Les plasmas astrophysiques turbulents, accélérateurs de particules
L’origine des particules de haute énergie dans l’Univers, noyaux d’atomes, électrons, photons ou neutrinos, constitue une énigme clé de l’astrophysique multi-messagers. Des travaux menés par une équipe de l’Institut d'Astrophysique de Paris (IAP) et du Commissariat à l’énergie atomique et aux énergies renouvelables (CEA) permettent de mieux comprendre le mécanisme par lequel les plasmas astrophysiques turbulents jouent le rôle d’accélérateurs de particules. En particulier, ils proposent un modèle théorique qui implémente dans un cadre moderne l’idée pionnière du célèbre physicien Enrico Fermi.
Le développement de nouvelles techniques d’observation du ciel nous permet désormais de sonder l’Univers au-delà du domaine visible auquel nos yeux sont sensibles, jusqu’aux rayons X et gamma, voire gamma de haute énergie. Ces rayonnements sont constitués de photons ayant des énergies de l’ordre de 1 téra, ou mille milliards d’électronvolts (noté TeV) à 1 péta, ou 1 million de milliards d’électronvolts (noté PeV). Le rayonnement de haute énergie diffère en outre du rayonnement visible par son origine. Il est en effet le résultat de processus radiatifs divers, baptisés Bremsstrahlung, synchrotron, Compton ou hadronique que subissent des particules chargées – que ce soient des électrons ou des noyaux d’atomes.
Les étoiles ordinaires, les nébuleuses ou les galaxies s’effacent de ce ciel à haute énergie, car les objets qu’on y rencontre doivent être le siège de phénomènes suffisamment dynamiques et violents pour accélérer les particules aux énergies observées : trous noirs, microquasars, sursauts gamma, radiogalaxies, etc. En témoigne par exemple l’image de la radiogalaxie Centaurus A (image ci-dessous) qui compare l’apparence de cet objet dans deux bandes de fréquence : en rayons X (à droite) et dans le domaine visible (à gauche). L’image obtenue en X révèle la présence d’éjections de matière qui s’éloignent du noyau central de la galaxie en des directions opposées. Ces éjections sont composées de particules de haute énergie, témoins de processus d’accélération à l’œuvre.

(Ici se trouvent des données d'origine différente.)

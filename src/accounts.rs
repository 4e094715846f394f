//! Stored account identities and credentials.
//!
//! The store is the external collaborator the tracker reads accounts from; it
//! never writes back. `accounts add/remove/list` manage the JSON file under
//! `~/.quota-watch/accounts.json`.

use crate::paths;
use crate::usage::types::AccountId;
use anyhow::{Context, Result};
use serde::{Deserialize, Serialize};

/// One stored account.
#[derive(Debug, Clone, PartialEq, Serialize, Deserialize)]
pub struct Account {
    pub id: AccountId,
    /// Opaque bearer token for the usage endpoint.
    pub credential: String,
    pub display_name: Option<String>,
}

impl Account {
    /// Display name when configured, shortened account id otherwise.
    pub fn label(&self) -> String {
        self.display_name
            .clone()
            .unwrap_or_else(|| self.id.short())
    }
}

/// Ordered, JSON-backed account store.
pub struct AccountStore {
    accounts: Vec<Account>,
    dirty: bool,
}

impl AccountStore {
    pub fn new() -> Self {
        Self {
            accounts: Vec::new(),
            dirty: false,
        }
    }

    /// Loads the account store from disk. A missing file is an empty store.
    pub fn load() -> Result<Self> {
        let path = paths::accounts_path()?;

        let accounts = if path.exists() {
            let content =
                std::fs::read_to_string(&path).context("Failed to read account store")?;
            serde_json::from_str(&content).context("Failed to parse account store")?
        } else {
            Vec::new()
        };

        Ok(Self {
            accounts,
            dirty: false,
        })
    }

    /// Saves the account store to disk if dirty.
    pub fn save(&mut self) -> Result<()> {
        if !self.dirty {
            return Ok(());
        }

        let path = paths::accounts_path()?;
        let content = serde_json::to_string_pretty(&self.accounts)
            .context("Failed to serialize account store")?;
        std::fs::write(&path, content).context("Failed to write account store")?;

        self.dirty = false;
        Ok(())
    }

    /// All accounts in insertion order.
    pub fn accounts(&self) -> &[Account] {
        &self.accounts
    }

    /// Inserts an account, replacing any existing entry with the same id in
    /// place. Returns true when an entry was replaced.
    pub fn upsert(&mut self, account: Account) -> bool {
        self.dirty = true;
        if let Some(existing) = self.accounts.iter_mut().find(|a| a.id == account.id) {
            *existing = account;
            true
        } else {
            self.accounts.push(account);
            false
        }
    }

    /// Removes an account by id. Returns true when an entry existed.
    pub fn remove(&mut self, id: &AccountId) -> bool {
        let before = self.accounts.len();
        self.accounts.retain(|a| &a.id != id);
        let removed = self.accounts.len() != before;
        if removed {
            self.dirty = true;
        }
        removed
    }

    pub fn is_empty(&self) -> bool {
        self.accounts.is_empty()
    }
}

impl Default for AccountStore {
    fn default() -> Self {
        Self::new()
    }
}

/// Identity hints sniffed from a JWT-shaped credential.
#[derive(Debug, Clone, PartialEq)]
pub struct AccountHint {
    pub id: String,
    pub display_name: Option<String>,
}

/// Extracts onboarding hints from a credential's JWT payload claims.
///
/// Opaque tokens yield None; `accounts add` then requires an explicit id.
pub fn hint_from_token(token: &str) -> Option<AccountHint> {
    let parts: Vec<&str> = token.split('.').collect();
    if parts.len() != 3 {
        return None;
    }

    // Decode payload (second part) with URL-safe base64
    use base64::Engine;
    let payload = base64::engine::general_purpose::URL_SAFE_NO_PAD
        .decode(parts[1])
        .ok()?;
    let json: serde_json::Value = serde_json::from_slice(&payload).ok()?;

    let id = json["org_id"]
        .as_str()
        .or_else(|| json["sub"].as_str())?
        .to_string();
    let display_name = json["email"].as_str().map(String::from);

    Some(AccountHint { id, display_name })
}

Comprendre par quel mécanisme ces sources se transforment en accélérateurs de particules est au cœur de l’astrophysique que l’on qualifie de multi-messagers, qui vise à sonder le cosmos par la détection de photons de toute énergie, ou de neutrinos, ou de rayons cosmiques (des noyaux d’atomes se déplaçant à des vitesses proches de celle de la lumière, et donc de haute énergie), ou d’ondes gravitationnelles.